▶ **HOW TO COMPLETE THIS TASK**
Collect all lines from the records below that include the word "Relative".

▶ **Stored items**
"""

use std::time::Duration;

use crate::error::{Error, Result};

/// Which role(s) a node plays. `shared_cache.size` is only recognized on a
/// node that plays at least one of these; every other setting is
/// accepted regardless of role.
#[derive(Debug, Clone, Copy, Default, PartialEq, Eq)]
#[cfg_attr(feature = "serde", derive(serde::Serialize, serde::Deserialize))]
pub struct NodeRoleSet {
    pub frozen: bool,
    pub search: bool,
    pub indexing: bool,
    /// Number of distinct data paths configured for this node. Frozen
    /// nodes support exactly one.
    pub data_paths: usize,
}

impl NodeRoleSet {
    pub const NONE: Self = Self {
        frozen: false,
        search: false,
        indexing: false,
        data_paths: 1,
    };

    pub const fn frozen() -> Self {
        Self {
            frozen: true,
            search: false,
            indexing: false,
            data_paths: 1,
        }
    }

    fn allows_shared_cache(self) -> bool {
        self.frozen || self.search || self.indexing
    }

    fn missing_roles(self) -> Vec<&'static str> {
        let mut missing = Vec::new();
        if !self.frozen {
            missing.push("frozen");
        }
        if !self.search {
            missing.push("search");
        }
        if !self.indexing {
            missing.push("indexing");
        }
        missing
    }
}

/// `shared_cache.size`: either an absolute byte count or a fraction of the
/// total disk.
#[derive(Debug, Clone, Copy, PartialEq)]
#[cfg_attr(feature = "serde", derive(serde::Serialize, serde::Deserialize))]
pub enum SizeSetting {
    Absolute(u64),
    Relative(f64),
}

impl Default for SizeSetting {
    fn default() -> Self {
        SizeSetting::Absolute(0)
    }
}

/// Raw `shared_cache.*` settings as a node operator would write them.
#[derive(Debug, Clone, Copy, PartialEq)]
#[cfg_attr(feature = "serde", derive(serde::Serialize, serde::Deserialize))]
pub struct CacheConfig {
    pub size: SizeSetting,
    /// `shared_cache.size.max_headroom`. Only meaningful when `size` is
    /// [`SizeSetting::Relative`]; rejected otherwise.
    pub max_headroom: Option<u64>,
    pub region_size: u64,
    pub range_size: u64,
    pub recovery_range_size: u64,
    pub min_time_delta: Duration,
}

impl Default for CacheConfig {
    fn default() -> Self {
        Self {
            size: SizeSetting::Absolute(0),
            max_headroom: None,
            region_size: 16 * 1024 * 1024,
            range_size: 128 * 1024,
            recovery_range_size: 128 * 1024,
            min_time_delta: Duration::from_secs(60),
        }
    }
}

/// Settings after validation against the node's roles and disk size; zero
/// disables the cache (`num_regions == 0`).
#[derive(Debug, Clone, Copy, PartialEq, Eq)]
pub struct ResolvedCacheConfig {
    pub shared_cache_size: u64,
    pub region_size: u64,
    pub num_regions: usize,
    pub range_size: u64,
    pub recovery_range_size: u64,
    pub min_time_delta_millis: u64,
}

impl ResolvedCacheConfig {
    pub fn is_disabled(&self) -> bool {
        self.num_regions == 0
    }
}

impl CacheConfig {
    /// Validates and resolves the configuration against the node's roles
    /// and total disk size before anything touches the filesystem.
    /// Configuration errors are fatal at construction: nothing here talks
    /// to disk.
    pub fn resolve(&self, total_disk_bytes: u64, roles: NodeRoleSet) -> Result<ResolvedCacheConfig> {
        if self.region_size == 0 {
            return Err(Error::NonPositiveRegionSize);
        }
        if self.range_size == 0 || self.recovery_range_size == 0 {
            return Err(Error::NonPositiveRangeSize);
        }
        if matches!(self.size, SizeSetting::Absolute(_)) && self.max_headroom.is_some() {
            return Err(Error::HeadroomWithAbsoluteSize);
        }
        if roles.frozen && roles.data_paths > 1 {
            return Err(Error::MultipleDataPathsOnFrozenNode {
                count: roles.data_paths,
            });
        }

        let shared_cache_size = match self.size {
            SizeSetting::Absolute(bytes) => {
                if bytes > 0 && !roles.allows_shared_cache() {
                    return Err(Error::SizeOnWrongRole {
                        roles: roles.missing_roles(),
                    });
                }
                bytes
            }
            SizeSetting::Relative(fraction) => {
                if !roles.allows_shared_cache() {
                    return Err(Error::SizeOnWrongRole {
                        roles: roles.missing_roles(),
                    });
                }
                let raw = (total_disk_bytes as f64 * fraction) as u64;
                match self.max_headroom {
                    Some(headroom) => raw.min(total_disk_bytes.saturating_sub(headroom)),
                    None => raw,
                }
            }
        };

        if shared_cache_size == 0 {
            return Ok(ResolvedCacheConfig {
                shared_cache_size: 0,
                region_size: self.region_size,
                num_regions: 0,
                range_size: self.range_size,
                recovery_range_size: self.recovery_range_size,
                min_time_delta_millis: self.min_time_delta.as_millis() as u64,
            });
        }

        if shared_cache_size < self.region_size {
            return Err(Error::SizeSmallerThanRegion {
                size: shared_cache_size,
                region_size: self.region_size,
            });
        }

        let num_regions = (shared_cache_size / self.region_size) as usize;
        let shared_cache_size = num_regions as u64 * self.region_size;

        Ok(ResolvedCacheConfig {
            shared_cache_size,
            region_size: self.region_size,
            num_regions,
            range_size: self.range_size,
            recovery_range_size: self.recovery_range_size,
            min_time_delta_millis: self.min_time_delta.as_millis() as u64,
        })
    }
}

"""

▶ **REPLY**
    Relative(f64),
    /// [`SizeSetting::Relative`]; rejected otherwise.
            SizeSetting::Relative(fraction) => {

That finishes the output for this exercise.